Cancer is complicated. Individuals diagnosed with the same type and stage is often different in symptoms, characteristics, and multiple treatment options from one patient to the next. There is no such thing as one size fits all when it comes to treating cancer. Thus you need to be cured by people who are qualified, knowledgeable, and above all, experienced. There are many moving parts in a cancer diagnosis; underneath, there’s a ticking clock.

For the record, I fired ‘No. 5’ following my diagnosis. They may officially be more like ‘No. 500’ but to me it didn’t matter, I knew they weren’t ‘No. 1’. During my initial visits, I met several of the team and didn’t like what I heard. Spare the details but trust had I stayed the course, doubtful you’d be reading this post. Determining your provider is literally a life and death decision, trust me.

Finding ‘No. 1’ requires research, networking, and a bit of luck. All applied in my case and I was fortunate to meet my oncologist. In the initial interviews, I brought along extra ears because you don’t hear every word the doctors communicate. Following the initial meeting with ‘No. 1’, my friend said, “You don’t need look further, he’s your guy.” I didn’t need the affirmation…but it helped.

I’m confident in every rated cancer center in the country there’s a ‘No. 1’ for a specific disease. Conversely there’s also a ‘No. 5’. So placing an overall rating or ‘quality #’ on the Center for validation of an overall one size fits all treatment is misleading. It is equivalent to rating a restaurant. They’re given ‘star’ ratings.

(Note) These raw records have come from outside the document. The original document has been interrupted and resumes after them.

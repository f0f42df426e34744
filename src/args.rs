//! 命令行参数解析
//!
//! 约定：
//! - `--python-path` 与 `--checksum` 为必需参数
//! - `--store-file` 与 `--format` 为可选参数
//! - 其余无法识别的 token 原样透传给外部识别程序

use crate::error::ArgsError;
use crate::models::SheetFormat;
use std::path::PathBuf;

/// 使用说明文本（缺少必需参数时输出到标准错误）
pub const USAGE: &str = "\
用法: omr_sheet_process --python-path <路径> --checksum <校验和> [选项] [透传参数...]

必需参数:
  --python-path <路径>   识别程序运行时的可执行文件路径
  --checksum <校验和>    任务标识（调用方保证唯一）

可选参数:
  --store-file <路径>    待暂存的答题卡文件
  --format <格式>        考试格式 (jee / neet / mock)，默认 jee
  -h, --help             显示本帮助信息

其余所有参数原样透传给外部识别程序。";

/// 解析后的命令行参数
#[derive(Debug, Clone)]
pub struct CliArgs {
    /// 识别程序运行时路径
    pub python_path: PathBuf,
    /// 任务校验和
    pub checksum: String,
    /// 待暂存的文件（可选）
    pub store_file: Option<PathBuf>,
    /// 考试格式
    pub format: SheetFormat,
    /// 透传参数
    pub passthrough: Vec<String>,
}

impl CliArgs {
    /// 从进程参数解析（跳过程序名）
    pub fn parse() -> Result<Self, ArgsError> {
        Self::parse_from(std::env::args().skip(1))
    }

    /// 从任意迭代器解析
    pub fn parse_from(args: impl IntoIterator<Item = String>) -> Result<Self, ArgsError> {
        let mut python_path: Option<PathBuf> = None;
        let mut checksum: Option<String> = None;
        let mut store_file: Option<PathBuf> = None;
        let mut format = SheetFormat::default();
        let mut passthrough = Vec::new();

        let mut iter = args.into_iter();
        while let Some(arg) = iter.next() {
            match arg.as_str() {
                "--python-path" => {
                    let value = iter.next().ok_or(ArgsError::MissingValue {
                        flag: "--python-path".to_string(),
                    })?;
                    python_path = Some(PathBuf::from(value));
                }
                "--checksum" => {
                    let value = iter.next().ok_or(ArgsError::MissingValue {
                        flag: "--checksum".to_string(),
                    })?;
                    checksum = Some(value);
                }
                "--store-file" => {
                    let value = iter.next().ok_or(ArgsError::MissingValue {
                        flag: "--store-file".to_string(),
                    })?;
                    store_file = Some(PathBuf::from(value));
                }
                "--format" => {
                    let value = iter.next().ok_or(ArgsError::MissingValue {
                        flag: "--format".to_string(),
                    })?;
                    format = SheetFormat::from_str(&value)
                        .ok_or(ArgsError::UnknownFormat { value })?;
                }
                "-h" | "--help" => return Err(ArgsError::HelpRequested),
                // 无法识别的 token 全部透传
                _ => passthrough.push(arg),
            }
        }

        let python_path = python_path.ok_or(ArgsError::MissingRequired {
            flag: "--python-path".to_string(),
        })?;
        let checksum = checksum.ok_or(ArgsError::MissingRequired {
            flag: "--checksum".to_string(),
        })?;

        Ok(Self {
            python_path,
            checksum,
            store_file,
            format,
            passthrough,
        })
    }
}

#[cfg(test)]
mod tests {
    use super::*;

    fn strings(args: &[&str]) -> Vec<String> {
        args.iter().map(|s| s.to_string()).collect()
    }

    #[test]
    fn test_parse_minimal() {
        let args = CliArgs::parse_from(strings(&[
            "--python-path",
            "/usr/bin/python3",
            "--checksum",
            "abc123",
        ]))
        .unwrap();

        assert_eq!(args.python_path, PathBuf::from("/usr/bin/python3"));
        assert_eq!(args.checksum, "abc123");
        assert_eq!(args.format, SheetFormat::Jee);
        assert!(args.store_file.is_none());
        assert!(args.passthrough.is_empty());
    }

    #[test]
    fn test_parse_full() {
        let args = CliArgs::parse_from(strings(&[
            "--python-path",
            "python3",
            "--store-file",
            "sheet.jpg",
            "--checksum",
            "abc123",
            "--format",
            "neet",
        ]))
        .unwrap();

        assert_eq!(args.store_file, Some(PathBuf::from("sheet.jpg")));
        assert_eq!(args.format, SheetFormat::Neet);
    }

    #[test]
    fn test_unknown_tokens_are_passthrough() {
        let args = CliArgs::parse_from(strings(&[
            "--python-path",
            "python3",
            "--checksum",
            "abc123",
            "--autoAlign",
            "-v",
            "extra",
        ]))
        .unwrap();

        assert_eq!(args.passthrough, vec!["--autoAlign", "-v", "extra"]);
    }

    #[test]
    fn test_missing_python_path() {
        let err = CliArgs::parse_from(strings(&["--checksum", "abc123"])).unwrap_err();
        assert!(matches!(
            err,
            ArgsError::MissingRequired { ref flag } if flag == "--python-path"
        ));
    }

    #[test]
    fn test_missing_checksum() {
        let err = CliArgs::parse_from(strings(&["--python-path", "python3"])).unwrap_err();
        assert!(matches!(
            err,
            ArgsError::MissingRequired { ref flag } if flag == "--checksum"
        ));
    }

    #[test]
    fn test_flag_without_value() {
        let err = CliArgs::parse_from(strings(&[
            "--python-path",
            "python3",
            "--checksum",
        ]))
        .unwrap_err();
        assert!(matches!(err, ArgsError::MissingValue { .. }));
    }

    #[test]
    fn test_unknown_format_rejected() {
        let err = CliArgs::parse_from(strings(&[
            "--python-path",
            "python3",
            "--checksum",
            "abc123",
            "--format",
            "gaokao",
        ]))
        .unwrap_err();
        assert!(matches!(err, ArgsError::UnknownFormat { .. }));
    }

    #[test]
    fn test_help_flag() {
        let err = CliArgs::parse_from(strings(&["-h"])).unwrap_err();
        assert!(matches!(err, ArgsError::HelpRequested));
    }
}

You pretty much know what to expect given number of stars. However, when it comes to the food, some dishes are better than others with multiple chefs.

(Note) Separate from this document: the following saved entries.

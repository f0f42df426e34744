use std::fmt;

/// 应用程序错误类型
#[derive(Debug)]
pub enum AppError {
    /// 命令行参数错误
    Args(ArgsError),
    /// 文件操作错误
    File(FileError),
    /// 外部进程错误
    Process(ProcessError),
    /// 其他错误（用于包装第三方库错误）
    Other(String),
}

impl fmt::Display for AppError {
    fn fmt(&self, f: &mut fmt::Formatter<'_>) -> fmt::Result {
        match self {
            AppError::Args(e) => write!(f, "参数错误: {}", e),
            AppError::File(e) => write!(f, "文件错误: {}", e),
            AppError::Process(e) => write!(f, "进程错误: {}", e),
            AppError::Other(msg) => write!(f, "错误: {}", msg),
        }
    }
}

impl std::error::Error for AppError {
    fn source(&self) -> Option<&(dyn std::error::Error + 'static)> {
        match self {
            AppError::Args(e) => Some(e),
            AppError::File(e) => Some(e),
            AppError::Process(e) => Some(e),
            AppError::Other(_) => None,
        }
    }
}

/// 命令行参数错误
#[derive(Debug)]
pub enum ArgsError {
    /// 缺少必需参数
    MissingRequired {
        flag: String,
    },
    /// 选项缺少取值
    MissingValue {
        flag: String,
    },
    /// 无法识别的考试格式
    UnknownFormat {
        value: String,
    },
    /// 用户请求帮助信息
    HelpRequested,
}

impl fmt::Display for ArgsError {
    fn fmt(&self, f: &mut fmt::Formatter<'_>) -> fmt::Result {
        match self {
            ArgsError::MissingRequired { flag } => {
                write!(f, "缺少必需参数: {}", flag)
            }
            ArgsError::MissingValue { flag } => {
                write!(f, "参数 {} 缺少取值", flag)
            }
            ArgsError::UnknownFormat { value } => {
                write!(f, "无法识别的考试格式: {}", value)
            }
            ArgsError::HelpRequested => write!(f, "请求帮助信息"),
        }
    }
}

impl std::error::Error for ArgsError {}

/// 文件操作错误
#[derive(Debug)]
pub enum FileError {
    /// 模板文件不存在（硬性校验失败）
    TemplateNotFound {
        format: String,
        path: String,
    },
    /// 读取文件失败
    ReadFailed {
        path: String,
        source: Box<dyn std::error::Error + Send + Sync>,
    },
    /// 写入文件失败
    WriteFailed {
        path: String,
        source: Box<dyn std::error::Error + Send + Sync>,
    },
    /// 复制文件失败
    CopyFailed {
        from: String,
        to: String,
        source: Box<dyn std::error::Error + Send + Sync>,
    },
    /// 目录操作失败
    DirFailed {
        path: String,
        source: Box<dyn std::error::Error + Send + Sync>,
    },
}

impl fmt::Display for FileError {
    fn fmt(&self, f: &mut fmt::Formatter<'_>) -> fmt::Result {
        match self {
            FileError::TemplateNotFound { format, path } => {
                write!(f, "格式 {} 对应的模板文件不存在: {}", format, path)
            }
            FileError::ReadFailed { path, source } => {
                write!(f, "读取文件失败 ({}): {}", path, source)
            }
            FileError::WriteFailed { path, source } => {
                write!(f, "写入文件失败 ({}): {}", path, source)
            }
            FileError::CopyFailed { from, to, source } => {
                write!(f, "复制文件失败 ({} -> {}): {}", from, to, source)
            }
            FileError::DirFailed { path, source } => {
                write!(f, "目录操作失败 ({}): {}", path, source)
            }
        }
    }
}

impl std::error::Error for FileError {
    fn source(&self) -> Option<&(dyn std::error::Error + 'static)> {
        match self {
            FileError::ReadFailed { source, .. }
            | FileError::WriteFailed { source, .. }
            | FileError::CopyFailed { source, .. }
            | FileError::DirFailed { source, .. } => {
                Some(source.as_ref() as &(dyn std::error::Error + 'static))
            }
            FileError::TemplateNotFound { .. } => None,
        }
    }
}

/// 外部进程错误
#[derive(Debug)]
pub enum ProcessError {
    /// 启动虚拟显示服务失败
    DisplayStartFailed {
        program: String,
        source: Box<dyn std::error::Error + Send + Sync>,
    },
    /// 启动识别程序失败
    SpawnFailed {
        program: String,
        source: Box<dyn std::error::Error + Send + Sync>,
    },
    /// 等待识别程序退出失败
    WaitFailed {
        source: Box<dyn std::error::Error + Send + Sync>,
    },
}

impl fmt::Display for ProcessError {
    fn fmt(&self, f: &mut fmt::Formatter<'_>) -> fmt::Result {
        match self {
            ProcessError::DisplayStartFailed { program, source } => {
                write!(f, "启动虚拟显示服务失败 ({}): {}", program, source)
            }
            ProcessError::SpawnFailed { program, source } => {
                write!(f, "启动识别程序失败 ({}): {}", program, source)
            }
            ProcessError::WaitFailed { source } => {
                write!(f, "等待识别程序退出失败: {}", source)
            }
        }
    }
}

impl std::error::Error for ProcessError {
    fn source(&self) -> Option<&(dyn std::error::Error + 'static)> {
        match self {
            ProcessError::DisplayStartFailed { source, .. }
            | ProcessError::SpawnFailed { source, .. }
            | ProcessError::WaitFailed { source } => {
                Some(source.as_ref() as &(dyn std::error::Error + 'static))
            }
        }
    }
}

// ========== 从常见错误类型转换 ==========
// 注意：不需要手动实现 From<AppError> for anyhow::Error，
// 因为 anyhow 已经为所有实现了 std::error::Error 的类型提供了自动实现

impl From<std::io::Error> for AppError {
    fn from(err: std::io::Error) -> Self {
        AppError::File(FileError::ReadFailed {
            path: String::new(),
            source: Box::new(err),
        })
    }
}

// ========== 便捷构造函数 ==========

impl AppError {
    /// 创建模板缺失错误
    pub fn template_not_found(format: impl Into<String>, path: impl Into<String>) -> Self {
        AppError::File(FileError::TemplateNotFound {
            format: format.into(),
            path: path.into(),
        })
    }

    /// 创建外部进程启动错误
    pub fn spawn_failed(
        program: impl Into<String>,
        source: impl std::error::Error + Send + Sync + 'static,
    ) -> Self {
        AppError::Process(ProcessError::SpawnFailed {
            program: program.into(),
            source: Box::new(source),
        })
    }

    /// 创建虚拟显示启动错误
    pub fn display_start_failed(
        program: impl Into<String>,
        source: impl std::error::Error + Send + Sync + 'static,
    ) -> Self {
        AppError::Process(ProcessError::DisplayStartFailed {
            program: program.into(),
            source: Box::new(source),
        })
    }
}

// ========== Result 类型别名 ==========

/// 应用程序结果类型
pub type AppResult<T> = Result<T, AppError>;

Randy and Renato MartinsThe point is you need to find a team of professionals knowledgeable about the recipe and how to bake it. The best way I know to accomplish is interview several, listen with a minimum of four ears, and make sure you are comfortable with the answers. If not, move on until you do. This is at the core of being an empowered patient and taking an active role in your healthcare. Something that is being stressed more and more as we move to a value based healthcare system.

‘No. 1’ he told me I would be treated with, ‘Intent to cure’. This is physician speak to get your mind thinking along the lines of living opposed to the alternative. What matters is treatment protocol and how adjustments are made along the way. In many cases what begins as a straightforward pathway quickly becomes finer tuned.

I was deemed operable following my first round of chemo. While on the table and wide open, I became ‘inoperable’ due to undetected infected lymph nodes. While splayed open like a gutted fish, my team of doctors debated best strategy for moving forward. Do we remove the lung, leave it, take out a portion, how long recovery from each, what next, etc.? Throughout they’re calculating potential outcome staying true to their objective of, ‘Intent to cure’. This is all transpiring real time while the anesthesiologist drip line keeps on trickling.

Making adjustments as new developments present themselves as described is not the work of a ‘No. 5’. It’s clear and straightforward, ‘No. 1’. Living proof is the most valid testimonial I’m aware of.

Before you put a label and a ranking on any organizations service, make sure you’re telling the full story. Not just what some independent association attaches from a myriad of data points. There’s a lot more under the hood than stating you’re ‘No. 5’ and posting for the general public. Personally, my Center, and more importantly the people within who treated me, is ‘No. 1’. That’s the bigger Story and one you can live by.